(Beginning of DATASET EXCERPTS)
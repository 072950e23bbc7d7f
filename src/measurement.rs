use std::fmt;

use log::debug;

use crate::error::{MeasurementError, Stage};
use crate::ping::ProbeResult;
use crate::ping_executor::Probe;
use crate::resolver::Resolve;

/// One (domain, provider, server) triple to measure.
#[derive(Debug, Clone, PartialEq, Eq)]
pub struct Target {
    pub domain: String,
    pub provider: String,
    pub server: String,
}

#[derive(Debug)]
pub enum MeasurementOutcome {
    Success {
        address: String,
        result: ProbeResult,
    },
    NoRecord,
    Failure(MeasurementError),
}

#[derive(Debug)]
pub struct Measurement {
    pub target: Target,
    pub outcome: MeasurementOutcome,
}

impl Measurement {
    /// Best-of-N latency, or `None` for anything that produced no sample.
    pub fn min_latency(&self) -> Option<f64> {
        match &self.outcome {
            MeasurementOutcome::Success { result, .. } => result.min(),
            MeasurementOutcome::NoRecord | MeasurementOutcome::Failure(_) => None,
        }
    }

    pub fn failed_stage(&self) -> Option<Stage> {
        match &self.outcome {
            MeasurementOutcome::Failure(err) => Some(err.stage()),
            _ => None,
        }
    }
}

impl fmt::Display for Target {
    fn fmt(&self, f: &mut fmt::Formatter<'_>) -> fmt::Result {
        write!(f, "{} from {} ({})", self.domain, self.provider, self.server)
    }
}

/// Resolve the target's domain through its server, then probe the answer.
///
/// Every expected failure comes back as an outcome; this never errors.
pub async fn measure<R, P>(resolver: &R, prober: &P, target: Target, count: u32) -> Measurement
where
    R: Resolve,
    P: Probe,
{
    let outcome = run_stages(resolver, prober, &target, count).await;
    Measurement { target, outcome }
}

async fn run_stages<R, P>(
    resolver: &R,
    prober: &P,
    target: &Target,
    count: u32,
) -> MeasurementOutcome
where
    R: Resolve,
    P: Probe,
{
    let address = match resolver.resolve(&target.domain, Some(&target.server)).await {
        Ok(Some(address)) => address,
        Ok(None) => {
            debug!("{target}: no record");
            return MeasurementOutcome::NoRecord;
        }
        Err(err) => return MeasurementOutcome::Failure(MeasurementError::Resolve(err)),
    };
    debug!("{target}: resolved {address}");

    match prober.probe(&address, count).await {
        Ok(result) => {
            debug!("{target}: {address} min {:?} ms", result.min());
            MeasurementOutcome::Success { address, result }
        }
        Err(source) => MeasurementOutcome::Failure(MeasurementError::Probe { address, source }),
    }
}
(End of DATASET EXCERPTS)
(Beginning of DATASET EXCERPTS)
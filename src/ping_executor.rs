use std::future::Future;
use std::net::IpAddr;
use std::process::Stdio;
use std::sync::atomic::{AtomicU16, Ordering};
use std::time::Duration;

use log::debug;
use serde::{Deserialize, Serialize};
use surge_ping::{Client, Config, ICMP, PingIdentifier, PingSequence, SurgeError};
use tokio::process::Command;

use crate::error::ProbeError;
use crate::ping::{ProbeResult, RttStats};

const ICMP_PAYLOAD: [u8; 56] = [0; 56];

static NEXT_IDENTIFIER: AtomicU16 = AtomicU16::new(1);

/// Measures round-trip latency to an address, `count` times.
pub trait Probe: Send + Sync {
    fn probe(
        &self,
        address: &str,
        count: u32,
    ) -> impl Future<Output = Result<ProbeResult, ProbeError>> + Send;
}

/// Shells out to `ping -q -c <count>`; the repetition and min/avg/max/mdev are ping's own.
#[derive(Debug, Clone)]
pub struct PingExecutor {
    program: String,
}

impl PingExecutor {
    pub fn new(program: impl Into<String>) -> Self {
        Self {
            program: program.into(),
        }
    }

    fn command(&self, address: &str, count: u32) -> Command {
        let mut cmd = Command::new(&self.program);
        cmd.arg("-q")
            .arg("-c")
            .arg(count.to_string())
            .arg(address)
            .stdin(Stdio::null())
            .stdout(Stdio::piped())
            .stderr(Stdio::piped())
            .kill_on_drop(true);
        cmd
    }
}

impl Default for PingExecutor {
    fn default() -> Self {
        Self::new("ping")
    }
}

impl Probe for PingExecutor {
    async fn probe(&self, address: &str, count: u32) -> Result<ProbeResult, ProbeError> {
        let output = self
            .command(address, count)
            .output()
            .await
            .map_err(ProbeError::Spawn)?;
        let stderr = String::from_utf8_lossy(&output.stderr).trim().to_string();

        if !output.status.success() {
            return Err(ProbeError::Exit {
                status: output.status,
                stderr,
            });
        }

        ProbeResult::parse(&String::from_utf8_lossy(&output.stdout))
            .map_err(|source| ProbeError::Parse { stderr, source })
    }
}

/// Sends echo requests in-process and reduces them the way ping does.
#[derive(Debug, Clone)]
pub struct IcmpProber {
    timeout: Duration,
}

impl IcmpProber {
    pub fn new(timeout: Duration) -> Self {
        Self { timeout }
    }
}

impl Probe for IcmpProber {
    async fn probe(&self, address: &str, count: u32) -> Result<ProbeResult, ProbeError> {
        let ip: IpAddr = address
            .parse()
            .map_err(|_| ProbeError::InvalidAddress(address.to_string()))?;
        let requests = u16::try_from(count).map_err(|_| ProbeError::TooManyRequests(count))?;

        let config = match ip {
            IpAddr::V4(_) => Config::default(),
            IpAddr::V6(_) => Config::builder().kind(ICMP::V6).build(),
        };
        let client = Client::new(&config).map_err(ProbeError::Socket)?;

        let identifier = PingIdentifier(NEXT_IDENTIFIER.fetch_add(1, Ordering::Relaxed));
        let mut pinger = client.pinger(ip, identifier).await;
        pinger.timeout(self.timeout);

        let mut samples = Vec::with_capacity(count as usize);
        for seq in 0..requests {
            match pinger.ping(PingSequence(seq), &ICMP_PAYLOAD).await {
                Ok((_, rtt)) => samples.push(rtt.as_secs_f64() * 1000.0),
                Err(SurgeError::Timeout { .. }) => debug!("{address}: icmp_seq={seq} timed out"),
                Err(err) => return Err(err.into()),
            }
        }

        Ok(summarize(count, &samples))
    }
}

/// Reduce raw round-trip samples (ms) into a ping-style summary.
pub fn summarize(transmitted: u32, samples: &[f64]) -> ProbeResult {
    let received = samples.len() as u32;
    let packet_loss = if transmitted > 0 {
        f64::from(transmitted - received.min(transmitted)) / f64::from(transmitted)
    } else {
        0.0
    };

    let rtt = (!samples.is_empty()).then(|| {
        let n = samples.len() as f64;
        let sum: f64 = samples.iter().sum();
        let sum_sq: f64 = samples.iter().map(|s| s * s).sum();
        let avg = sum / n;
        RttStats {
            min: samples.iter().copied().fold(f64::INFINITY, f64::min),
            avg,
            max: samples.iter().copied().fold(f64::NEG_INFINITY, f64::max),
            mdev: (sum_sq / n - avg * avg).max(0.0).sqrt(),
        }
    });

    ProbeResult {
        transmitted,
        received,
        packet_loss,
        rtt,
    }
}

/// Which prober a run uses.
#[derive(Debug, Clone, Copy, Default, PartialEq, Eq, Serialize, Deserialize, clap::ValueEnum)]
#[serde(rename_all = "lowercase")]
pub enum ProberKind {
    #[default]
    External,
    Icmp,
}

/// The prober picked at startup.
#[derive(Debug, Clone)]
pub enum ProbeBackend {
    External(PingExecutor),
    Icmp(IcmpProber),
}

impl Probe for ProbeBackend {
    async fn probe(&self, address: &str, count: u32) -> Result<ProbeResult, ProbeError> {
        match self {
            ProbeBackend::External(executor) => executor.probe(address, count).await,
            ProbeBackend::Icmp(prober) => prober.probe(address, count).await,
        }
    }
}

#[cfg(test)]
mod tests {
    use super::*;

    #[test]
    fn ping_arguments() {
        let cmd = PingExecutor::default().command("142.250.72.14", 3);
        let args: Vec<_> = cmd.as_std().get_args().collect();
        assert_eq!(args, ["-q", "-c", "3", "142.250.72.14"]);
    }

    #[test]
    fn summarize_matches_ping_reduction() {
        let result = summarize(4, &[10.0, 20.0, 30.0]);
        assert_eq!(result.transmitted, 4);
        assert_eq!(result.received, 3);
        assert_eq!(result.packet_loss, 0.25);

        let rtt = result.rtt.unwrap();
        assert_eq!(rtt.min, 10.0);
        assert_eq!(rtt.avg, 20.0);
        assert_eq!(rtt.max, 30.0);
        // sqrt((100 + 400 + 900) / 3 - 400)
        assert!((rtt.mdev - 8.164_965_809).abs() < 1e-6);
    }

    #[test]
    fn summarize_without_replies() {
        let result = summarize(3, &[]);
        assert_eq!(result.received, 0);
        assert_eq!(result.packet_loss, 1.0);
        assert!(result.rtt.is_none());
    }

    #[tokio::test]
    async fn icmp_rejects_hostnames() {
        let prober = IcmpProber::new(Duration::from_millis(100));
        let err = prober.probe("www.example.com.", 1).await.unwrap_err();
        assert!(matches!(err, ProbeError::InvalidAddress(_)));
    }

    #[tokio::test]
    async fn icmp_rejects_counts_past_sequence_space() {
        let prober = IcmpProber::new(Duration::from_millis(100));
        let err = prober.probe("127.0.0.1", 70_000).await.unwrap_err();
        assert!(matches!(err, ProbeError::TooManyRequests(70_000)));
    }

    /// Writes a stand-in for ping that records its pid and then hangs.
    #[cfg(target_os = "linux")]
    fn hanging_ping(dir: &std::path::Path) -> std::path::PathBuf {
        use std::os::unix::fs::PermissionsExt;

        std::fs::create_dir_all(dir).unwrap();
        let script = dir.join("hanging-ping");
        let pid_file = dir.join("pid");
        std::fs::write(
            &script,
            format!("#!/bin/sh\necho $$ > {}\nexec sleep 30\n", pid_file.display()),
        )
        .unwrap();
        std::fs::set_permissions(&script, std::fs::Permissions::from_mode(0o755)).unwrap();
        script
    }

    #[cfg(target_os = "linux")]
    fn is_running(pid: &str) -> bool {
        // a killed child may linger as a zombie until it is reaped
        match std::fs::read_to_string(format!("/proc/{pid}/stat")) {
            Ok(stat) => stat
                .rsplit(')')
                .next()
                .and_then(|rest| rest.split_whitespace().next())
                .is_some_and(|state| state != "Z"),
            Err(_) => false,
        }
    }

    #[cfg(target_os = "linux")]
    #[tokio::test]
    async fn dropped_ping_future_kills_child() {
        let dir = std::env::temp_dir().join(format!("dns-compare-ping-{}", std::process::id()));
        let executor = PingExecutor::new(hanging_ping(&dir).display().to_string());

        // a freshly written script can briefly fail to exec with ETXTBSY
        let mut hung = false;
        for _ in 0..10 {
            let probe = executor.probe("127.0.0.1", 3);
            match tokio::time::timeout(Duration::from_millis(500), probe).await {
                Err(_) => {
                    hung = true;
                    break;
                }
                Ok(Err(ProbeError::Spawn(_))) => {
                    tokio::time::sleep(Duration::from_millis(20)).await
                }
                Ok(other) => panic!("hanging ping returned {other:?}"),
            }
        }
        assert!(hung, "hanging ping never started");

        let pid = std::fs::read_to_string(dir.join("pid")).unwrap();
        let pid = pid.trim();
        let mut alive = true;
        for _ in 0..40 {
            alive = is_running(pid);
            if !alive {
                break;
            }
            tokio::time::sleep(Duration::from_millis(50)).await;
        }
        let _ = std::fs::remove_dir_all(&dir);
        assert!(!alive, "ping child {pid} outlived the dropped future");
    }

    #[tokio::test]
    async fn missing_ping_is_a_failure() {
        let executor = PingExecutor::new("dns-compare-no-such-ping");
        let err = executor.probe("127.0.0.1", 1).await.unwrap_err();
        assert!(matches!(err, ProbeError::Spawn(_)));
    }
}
(End of DATASET EXCERPTS)
(Beginning of DATASET EXCERPTS)
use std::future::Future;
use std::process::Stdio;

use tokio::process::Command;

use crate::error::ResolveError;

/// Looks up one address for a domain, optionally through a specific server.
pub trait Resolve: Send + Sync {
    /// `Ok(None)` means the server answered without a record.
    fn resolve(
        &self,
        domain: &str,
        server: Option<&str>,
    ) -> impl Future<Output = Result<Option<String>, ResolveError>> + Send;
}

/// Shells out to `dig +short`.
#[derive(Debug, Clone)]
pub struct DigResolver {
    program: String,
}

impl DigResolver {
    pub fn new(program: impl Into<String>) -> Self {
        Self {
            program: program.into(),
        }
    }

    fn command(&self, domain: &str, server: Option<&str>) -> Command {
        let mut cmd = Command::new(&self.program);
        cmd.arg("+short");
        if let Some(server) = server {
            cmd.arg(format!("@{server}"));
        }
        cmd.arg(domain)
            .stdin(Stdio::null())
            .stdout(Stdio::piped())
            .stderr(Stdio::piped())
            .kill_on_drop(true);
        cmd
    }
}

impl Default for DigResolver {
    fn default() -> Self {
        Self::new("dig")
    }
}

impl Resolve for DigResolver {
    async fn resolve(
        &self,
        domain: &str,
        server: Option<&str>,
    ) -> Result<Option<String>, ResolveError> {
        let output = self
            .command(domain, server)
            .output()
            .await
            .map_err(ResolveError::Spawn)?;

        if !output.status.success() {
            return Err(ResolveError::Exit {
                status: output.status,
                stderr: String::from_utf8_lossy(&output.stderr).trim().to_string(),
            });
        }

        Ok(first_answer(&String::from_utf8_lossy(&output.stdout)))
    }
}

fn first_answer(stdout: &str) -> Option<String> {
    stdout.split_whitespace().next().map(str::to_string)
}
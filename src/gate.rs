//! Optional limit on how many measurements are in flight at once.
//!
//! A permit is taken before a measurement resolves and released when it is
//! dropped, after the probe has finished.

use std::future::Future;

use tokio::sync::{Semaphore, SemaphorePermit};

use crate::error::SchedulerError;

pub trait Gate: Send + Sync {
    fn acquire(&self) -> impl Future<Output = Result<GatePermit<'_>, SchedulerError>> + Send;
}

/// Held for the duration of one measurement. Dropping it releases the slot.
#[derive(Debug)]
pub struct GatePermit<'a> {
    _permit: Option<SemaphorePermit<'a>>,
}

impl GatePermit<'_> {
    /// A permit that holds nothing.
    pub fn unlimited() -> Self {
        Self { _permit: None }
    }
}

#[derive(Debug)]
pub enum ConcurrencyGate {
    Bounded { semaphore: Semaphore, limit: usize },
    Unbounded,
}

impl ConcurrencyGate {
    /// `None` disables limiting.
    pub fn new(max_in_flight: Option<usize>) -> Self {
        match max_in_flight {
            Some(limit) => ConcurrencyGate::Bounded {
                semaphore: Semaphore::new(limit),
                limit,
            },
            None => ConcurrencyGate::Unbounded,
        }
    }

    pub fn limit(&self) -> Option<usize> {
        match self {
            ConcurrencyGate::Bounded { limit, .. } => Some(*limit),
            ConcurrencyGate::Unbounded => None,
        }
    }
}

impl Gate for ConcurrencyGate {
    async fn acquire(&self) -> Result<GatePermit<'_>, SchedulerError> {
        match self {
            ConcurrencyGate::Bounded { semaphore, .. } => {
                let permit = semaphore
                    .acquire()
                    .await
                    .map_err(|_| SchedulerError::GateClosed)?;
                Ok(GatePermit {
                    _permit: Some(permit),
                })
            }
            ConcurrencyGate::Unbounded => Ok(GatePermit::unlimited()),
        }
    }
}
(End of DATASET EXCERPTS)
EXERCISE DETAILS ::
Give the count of lines in the entries above that hold the word "join", with no other words.

TASK SOLUTION ::
4